PROVIDED MATERIAL =

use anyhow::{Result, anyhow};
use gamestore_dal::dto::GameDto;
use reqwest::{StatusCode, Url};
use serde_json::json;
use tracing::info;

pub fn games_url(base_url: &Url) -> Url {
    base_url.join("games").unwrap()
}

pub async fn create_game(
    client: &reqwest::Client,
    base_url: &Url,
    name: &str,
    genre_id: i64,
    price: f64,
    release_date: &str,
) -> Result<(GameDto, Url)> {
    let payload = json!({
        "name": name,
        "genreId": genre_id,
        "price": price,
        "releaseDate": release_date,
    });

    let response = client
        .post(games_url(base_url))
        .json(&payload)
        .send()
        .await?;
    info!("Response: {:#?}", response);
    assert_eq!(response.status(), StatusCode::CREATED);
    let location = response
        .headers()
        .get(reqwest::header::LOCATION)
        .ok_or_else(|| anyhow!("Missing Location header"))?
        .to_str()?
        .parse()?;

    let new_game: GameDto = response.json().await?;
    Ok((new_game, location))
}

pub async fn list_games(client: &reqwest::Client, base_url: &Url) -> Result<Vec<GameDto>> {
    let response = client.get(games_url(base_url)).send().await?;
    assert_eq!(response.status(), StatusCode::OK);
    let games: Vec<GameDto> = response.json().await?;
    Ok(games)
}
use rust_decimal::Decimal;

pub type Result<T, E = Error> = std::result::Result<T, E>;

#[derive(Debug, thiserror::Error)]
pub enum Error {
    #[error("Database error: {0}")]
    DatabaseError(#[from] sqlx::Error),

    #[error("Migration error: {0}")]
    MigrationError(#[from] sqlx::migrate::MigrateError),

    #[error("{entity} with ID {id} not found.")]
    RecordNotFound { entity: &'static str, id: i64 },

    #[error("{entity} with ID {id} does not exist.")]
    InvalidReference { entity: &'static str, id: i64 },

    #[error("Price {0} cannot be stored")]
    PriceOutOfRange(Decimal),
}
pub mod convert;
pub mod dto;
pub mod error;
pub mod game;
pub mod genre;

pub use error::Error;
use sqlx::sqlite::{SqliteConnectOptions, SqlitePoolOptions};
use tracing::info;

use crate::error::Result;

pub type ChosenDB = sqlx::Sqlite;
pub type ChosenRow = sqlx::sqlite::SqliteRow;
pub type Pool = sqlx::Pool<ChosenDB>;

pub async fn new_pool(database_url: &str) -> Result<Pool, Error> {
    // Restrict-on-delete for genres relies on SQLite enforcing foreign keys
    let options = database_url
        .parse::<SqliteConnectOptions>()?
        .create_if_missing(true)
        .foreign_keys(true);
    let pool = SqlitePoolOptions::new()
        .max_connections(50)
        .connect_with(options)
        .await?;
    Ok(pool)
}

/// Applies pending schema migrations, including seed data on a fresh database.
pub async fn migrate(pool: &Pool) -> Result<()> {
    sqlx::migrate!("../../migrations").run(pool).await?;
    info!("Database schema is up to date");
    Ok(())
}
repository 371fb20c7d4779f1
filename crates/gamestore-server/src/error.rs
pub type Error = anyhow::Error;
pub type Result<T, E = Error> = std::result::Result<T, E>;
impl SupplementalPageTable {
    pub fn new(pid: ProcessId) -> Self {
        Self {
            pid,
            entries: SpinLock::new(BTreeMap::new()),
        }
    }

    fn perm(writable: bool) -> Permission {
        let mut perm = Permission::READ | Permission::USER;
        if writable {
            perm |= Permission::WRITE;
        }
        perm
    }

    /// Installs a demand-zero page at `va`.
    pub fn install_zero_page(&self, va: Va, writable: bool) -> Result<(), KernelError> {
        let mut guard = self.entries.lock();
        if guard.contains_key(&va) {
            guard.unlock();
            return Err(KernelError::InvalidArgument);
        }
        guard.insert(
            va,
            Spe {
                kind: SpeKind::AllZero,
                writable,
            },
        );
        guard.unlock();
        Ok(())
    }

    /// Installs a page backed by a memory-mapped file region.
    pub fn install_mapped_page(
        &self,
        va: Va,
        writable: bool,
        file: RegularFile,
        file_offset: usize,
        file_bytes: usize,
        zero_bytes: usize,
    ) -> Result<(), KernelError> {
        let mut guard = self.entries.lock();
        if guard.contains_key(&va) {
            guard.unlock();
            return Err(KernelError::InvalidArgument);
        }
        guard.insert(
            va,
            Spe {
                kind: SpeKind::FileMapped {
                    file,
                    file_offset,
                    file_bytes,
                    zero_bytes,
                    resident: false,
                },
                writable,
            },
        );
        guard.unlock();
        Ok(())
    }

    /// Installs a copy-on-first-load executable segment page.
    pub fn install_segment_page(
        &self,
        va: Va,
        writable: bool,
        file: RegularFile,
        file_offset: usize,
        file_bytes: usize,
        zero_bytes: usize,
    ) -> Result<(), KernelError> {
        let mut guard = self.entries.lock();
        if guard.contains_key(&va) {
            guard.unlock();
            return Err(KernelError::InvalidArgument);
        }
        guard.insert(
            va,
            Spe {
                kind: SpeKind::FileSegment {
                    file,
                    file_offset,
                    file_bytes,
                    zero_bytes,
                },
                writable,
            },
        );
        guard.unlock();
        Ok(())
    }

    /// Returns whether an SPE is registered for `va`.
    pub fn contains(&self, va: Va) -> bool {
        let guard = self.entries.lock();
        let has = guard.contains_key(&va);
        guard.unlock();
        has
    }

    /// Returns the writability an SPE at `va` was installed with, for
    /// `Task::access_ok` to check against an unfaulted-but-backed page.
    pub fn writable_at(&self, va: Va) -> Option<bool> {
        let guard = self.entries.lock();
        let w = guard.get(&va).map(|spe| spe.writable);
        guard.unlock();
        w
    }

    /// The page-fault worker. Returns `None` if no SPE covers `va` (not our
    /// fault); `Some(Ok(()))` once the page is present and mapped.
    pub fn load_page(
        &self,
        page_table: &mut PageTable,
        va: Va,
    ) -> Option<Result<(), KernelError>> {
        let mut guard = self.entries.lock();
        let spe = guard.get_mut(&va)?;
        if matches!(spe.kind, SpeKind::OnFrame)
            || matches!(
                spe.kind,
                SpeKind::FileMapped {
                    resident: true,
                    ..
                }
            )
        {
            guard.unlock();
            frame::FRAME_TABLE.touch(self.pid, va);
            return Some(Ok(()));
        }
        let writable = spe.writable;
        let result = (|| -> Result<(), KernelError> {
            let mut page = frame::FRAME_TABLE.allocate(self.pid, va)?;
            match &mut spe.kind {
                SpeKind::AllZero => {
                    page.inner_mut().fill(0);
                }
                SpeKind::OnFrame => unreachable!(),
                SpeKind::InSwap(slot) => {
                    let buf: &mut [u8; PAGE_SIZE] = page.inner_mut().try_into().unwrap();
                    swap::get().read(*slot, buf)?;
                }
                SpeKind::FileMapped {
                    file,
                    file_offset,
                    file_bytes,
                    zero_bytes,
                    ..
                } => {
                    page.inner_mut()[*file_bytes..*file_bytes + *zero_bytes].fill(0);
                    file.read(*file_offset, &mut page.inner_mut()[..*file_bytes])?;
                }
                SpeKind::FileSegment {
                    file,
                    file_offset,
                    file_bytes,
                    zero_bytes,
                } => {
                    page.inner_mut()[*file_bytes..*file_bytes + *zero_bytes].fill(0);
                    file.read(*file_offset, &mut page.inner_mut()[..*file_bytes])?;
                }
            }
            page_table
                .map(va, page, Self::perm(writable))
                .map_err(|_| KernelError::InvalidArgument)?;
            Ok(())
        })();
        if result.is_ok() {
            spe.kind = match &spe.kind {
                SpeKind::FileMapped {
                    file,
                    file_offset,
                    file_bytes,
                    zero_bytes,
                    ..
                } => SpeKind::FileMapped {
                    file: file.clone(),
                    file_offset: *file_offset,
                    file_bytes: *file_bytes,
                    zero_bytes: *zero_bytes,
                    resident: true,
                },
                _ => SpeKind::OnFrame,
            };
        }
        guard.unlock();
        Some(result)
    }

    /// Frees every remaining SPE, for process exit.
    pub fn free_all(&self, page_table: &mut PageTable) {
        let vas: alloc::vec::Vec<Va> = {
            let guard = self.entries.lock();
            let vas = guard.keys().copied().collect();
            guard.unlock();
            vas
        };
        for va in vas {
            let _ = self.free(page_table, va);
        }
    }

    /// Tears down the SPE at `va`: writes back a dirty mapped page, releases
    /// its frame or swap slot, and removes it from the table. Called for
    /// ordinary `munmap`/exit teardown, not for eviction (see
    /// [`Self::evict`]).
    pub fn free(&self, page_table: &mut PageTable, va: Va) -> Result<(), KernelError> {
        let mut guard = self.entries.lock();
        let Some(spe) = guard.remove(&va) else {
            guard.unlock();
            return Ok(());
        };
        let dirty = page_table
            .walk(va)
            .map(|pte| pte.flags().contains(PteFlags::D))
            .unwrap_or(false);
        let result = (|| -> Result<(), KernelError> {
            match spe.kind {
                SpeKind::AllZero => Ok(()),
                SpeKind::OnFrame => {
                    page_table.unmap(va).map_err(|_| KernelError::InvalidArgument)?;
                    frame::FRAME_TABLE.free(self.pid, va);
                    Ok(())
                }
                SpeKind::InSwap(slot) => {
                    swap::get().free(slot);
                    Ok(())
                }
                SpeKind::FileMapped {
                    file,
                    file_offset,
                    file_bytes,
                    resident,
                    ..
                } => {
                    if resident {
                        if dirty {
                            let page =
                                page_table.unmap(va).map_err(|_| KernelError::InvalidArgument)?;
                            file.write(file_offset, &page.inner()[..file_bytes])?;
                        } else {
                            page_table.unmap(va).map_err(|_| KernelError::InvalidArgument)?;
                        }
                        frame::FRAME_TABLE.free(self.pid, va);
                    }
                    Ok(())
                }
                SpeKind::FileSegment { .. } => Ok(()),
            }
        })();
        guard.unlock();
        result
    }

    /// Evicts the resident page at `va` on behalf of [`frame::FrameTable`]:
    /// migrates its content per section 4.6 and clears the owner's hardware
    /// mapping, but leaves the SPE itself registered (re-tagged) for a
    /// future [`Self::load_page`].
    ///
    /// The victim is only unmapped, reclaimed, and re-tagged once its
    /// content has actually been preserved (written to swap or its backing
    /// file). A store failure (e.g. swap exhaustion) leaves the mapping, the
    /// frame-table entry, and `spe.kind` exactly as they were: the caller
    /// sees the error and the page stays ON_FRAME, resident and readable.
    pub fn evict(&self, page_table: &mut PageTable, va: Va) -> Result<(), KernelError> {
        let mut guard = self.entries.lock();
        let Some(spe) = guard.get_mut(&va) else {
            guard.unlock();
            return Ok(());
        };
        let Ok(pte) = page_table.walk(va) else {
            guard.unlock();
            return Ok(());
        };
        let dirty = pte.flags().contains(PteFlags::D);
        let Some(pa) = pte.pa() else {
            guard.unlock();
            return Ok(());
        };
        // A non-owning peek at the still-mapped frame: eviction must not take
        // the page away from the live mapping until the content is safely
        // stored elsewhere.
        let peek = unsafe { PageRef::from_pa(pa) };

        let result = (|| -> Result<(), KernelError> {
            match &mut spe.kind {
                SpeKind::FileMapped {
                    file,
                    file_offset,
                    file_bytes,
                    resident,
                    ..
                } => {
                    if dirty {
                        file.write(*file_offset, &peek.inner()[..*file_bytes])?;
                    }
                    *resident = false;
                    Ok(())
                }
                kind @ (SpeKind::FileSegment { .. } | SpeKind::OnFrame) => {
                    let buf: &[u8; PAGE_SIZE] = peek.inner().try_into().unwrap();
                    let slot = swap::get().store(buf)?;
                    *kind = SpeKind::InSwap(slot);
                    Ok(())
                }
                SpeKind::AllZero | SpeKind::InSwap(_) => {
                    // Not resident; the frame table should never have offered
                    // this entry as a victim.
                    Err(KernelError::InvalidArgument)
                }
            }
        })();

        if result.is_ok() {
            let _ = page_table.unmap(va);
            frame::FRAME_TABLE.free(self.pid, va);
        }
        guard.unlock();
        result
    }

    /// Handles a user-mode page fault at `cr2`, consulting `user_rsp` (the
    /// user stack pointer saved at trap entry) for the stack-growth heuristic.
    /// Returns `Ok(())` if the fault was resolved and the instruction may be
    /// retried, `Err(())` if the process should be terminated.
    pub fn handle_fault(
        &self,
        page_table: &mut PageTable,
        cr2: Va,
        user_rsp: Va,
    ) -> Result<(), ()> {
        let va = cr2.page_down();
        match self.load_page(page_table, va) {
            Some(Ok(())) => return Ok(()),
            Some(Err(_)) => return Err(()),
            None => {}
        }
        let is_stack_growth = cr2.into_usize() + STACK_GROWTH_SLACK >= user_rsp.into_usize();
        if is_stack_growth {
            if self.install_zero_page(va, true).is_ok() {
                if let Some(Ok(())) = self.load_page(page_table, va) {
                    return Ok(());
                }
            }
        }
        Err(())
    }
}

YOUR TASK =
When you find a line in the records that contains the word "info", copy it.

RESPONSE FOR THIS EXERCISE =
use tracing::info;
    info!("Response: {:#?}", response);
use tracing::info;
    info!("Database schema is up to date");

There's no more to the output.